The knot choice for optimal interpolation is designed to make the maximum over all functions f of the ratio

  norm(f - If) / norm(D^k f)

as small as possible, where the numerator is the norm of the interpolation error, f - If, and the denominator is the norm of the k-th derivative of the interpolant, D^k f. Since our data imply that D^k f is rather large, the interpolation error near the flat part of the data is of acceptable size for such an `optimal' scheme.

Actually, for these data, the ordinary cubic spline interpolant provided by csapi does quite well:

cs = csapi(tau,y);
fnplt(cs,'g',2);
hl = legend({'Full Dataset' 'Subsampled Data' ...
        'Cubic Spline Interpolant Using Optimal knots' ...
        'Optimal Knots' 'Cubic Spline Interpolant Using CSAPI'}, ...
        'location','NW');
hl.Position = hl.Position-[.14,0,0,0];
hold off

Knot Choice for Least Squares Approximation

Knots must be selected when doing least-squares approximation by splines.
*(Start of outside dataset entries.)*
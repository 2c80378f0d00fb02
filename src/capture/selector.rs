//! Backend selection
//!
//! The fallback chain is a declarative ordered list of backend constructors;
//! selection folds over the list and commits to the first backend that
//! opens. Exhausting the list is not an error: the caller receives a handle
//! that reports itself not open and failure shows up through health checks
//! and (absent) frames instead.

use super::{native, process, CaptureHandle, DeviceSpec};

#[cfg(feature = "gstreamer")]
use super::{pipeline, probe};

/// One entry in the fallback chain.
type BackendCtor<'a, H> = Box<dyn FnOnce(&DeviceSpec) -> Option<H> + 'a>;

/// Probe the device and commit to the first backend that opens.
///
/// Order: pipeline, native, process. The capability probe runs once, ahead
/// of the pipeline attempt, and its verdict shapes only that backend.
pub async fn select_backend(spec: &DeviceSpec) -> CaptureHandle {
    // the constructor list is not Send; all awaits happen before it exists
    #[cfg(feature = "gstreamer")]
    let compressed = probe::supports_mjpeg(spec.device()).await;

    let mut backends: Vec<(&'static str, BackendCtor<'_, CaptureHandle>)> = Vec::new();

    #[cfg(feature = "gstreamer")]
    backends.push((
        "pipeline",
        Box::new(move |s: &DeviceSpec| {
            pipeline::open(s, compressed).map(CaptureHandle::Pipeline)
        }),
    ));

    backends.push((
        "native",
        Box::new(|s: &DeviceSpec| native::open(s).map(CaptureHandle::Native)),
    ));
    backends.push((
        "process",
        Box::new(|s: &DeviceSpec| process::open(s).map(CaptureHandle::Process)),
    ));

    first_open(spec, backends).unwrap_or(CaptureHandle::Unavailable)
}

/// Fold over the ordered constructor list, stopping at the first success.
fn first_open<H>(
    spec: &DeviceSpec,
    backends: Vec<(&'static str, BackendCtor<'_, H>)>,
) -> Option<H> {
    for (name, open) in backends {
        tracing::debug!(backend = name, device = %spec.device(), "Attempting capture backend");
        match open(spec) {
            Some(handle) => {
                tracing::info!(backend = name, device = %spec.device(), "Capture backend committed");
                return Some(handle);
            }
            None => {
                tracing::warn!(backend = name, device = %spec.device(), "Backend unavailable, falling back");
            }
        }
    }

    tracing::warn!(device = %spec.device(), "All capture backends exhausted");
    None
}

#[cfg(test)]
mod tests {
    use super::*;
    use std::cell::RefCell;
    use std::rc::Rc;

    fn recording_ctor<'a>(
        log: &Rc<RefCell<Vec<&'static str>>>,
        name: &'static str,
        result: Option<u32>,
    ) -> BackendCtor<'a, u32> {
        let log = Rc::clone(log);
        Box::new(move |_spec: &DeviceSpec| {
            log.borrow_mut().push(name);
            result
        })
    }

    #[test]
    fn process_is_attempted_once_and_last_when_others_fail() {
        let spec = DeviceSpec::default();
        let log = Rc::new(RefCell::new(Vec::new()));

        let backends = vec![
            ("pipeline", recording_ctor(&log, "pipeline", None)),
            ("native", recording_ctor(&log, "native", None)),
            ("process", recording_ctor(&log, "process", Some(7))),
        ];

        assert_eq!(first_open(&spec, backends), Some(7));
        assert_eq!(&*log.borrow(), &["pipeline", "native", "process"]);
    }

    #[test]
    fn first_success_stops_the_fold() {
        let spec = DeviceSpec::default();
        let log = Rc::new(RefCell::new(Vec::new()));

        let backends = vec![
            ("pipeline", recording_ctor(&log, "pipeline", Some(1))),
            ("native", recording_ctor(&log, "native", Some(2))),
            ("process", recording_ctor(&log, "process", Some(3))),
        ];

        assert_eq!(first_open(&spec, backends), Some(1));
        assert_eq!(&*log.borrow(), &["pipeline"]);
    }

    #[test]
    fn exhausted_chain_yields_nothing() {
        let spec = DeviceSpec::default();
        let log = Rc::new(RefCell::new(Vec::new()));

        let backends = vec![
            ("pipeline", recording_ctor(&log, "pipeline", None)),
            ("native", recording_ctor(&log, "native", None)),
            ("process", recording_ctor(&log, "process", None)),
        ];

        assert_eq!(first_open(&spec, backends), None);
        assert_eq!(log.borrow().len(), 3);
    }
}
One approach is to use equally-spaced knots to begin with, then use newknt with the approximation obtained for a better knot distribution.

The next sections illustrate these steps with the full titanium heat data set.

Least Squares Approximation with Uniform Knot Sequence

We start with a uniform knot sequence.

unif = linspace(xx(1), xx(end), 2+fix(length(xx)/4));
sp = spap2(augknt(unif, k), k, xx, yy);
plot(xx,yy,'x');
hold on
fnplt(sp,'r');
axis([500 1100 .55 2.25]);
title('The Titanium Heat Data');
hl = legend({'Full Dataset' ...
        'Least Squares Cubic Spline Using Uniform Knots'}, ...
        'location','NW');
hl.Position = hl.Position-[.14,0,0,0];

This is not at all satisfactory. So we use newknt for a spline approximation of the same order and with the same number of polynomial pieces, but the breaks better distributed.

Using NEWKNT to Improve the Knot Distribution

spgood = spap2(newknt(sp), k, xx,yy);
fnplt(spgood,'g',1.5);
hl = legend({'Full Dataset' ...
        'Least Squares Cubic Spline Using Uniform Knots' ...
        'Least Squares Cubic Spline Using NEWKNT'}, ...
        'location','NW');
hl.Position = hl.Position-[.14,0,0,0];
hold off

This is quite good. Incidentally, even one interior knot fewer would not have sufficed in this case.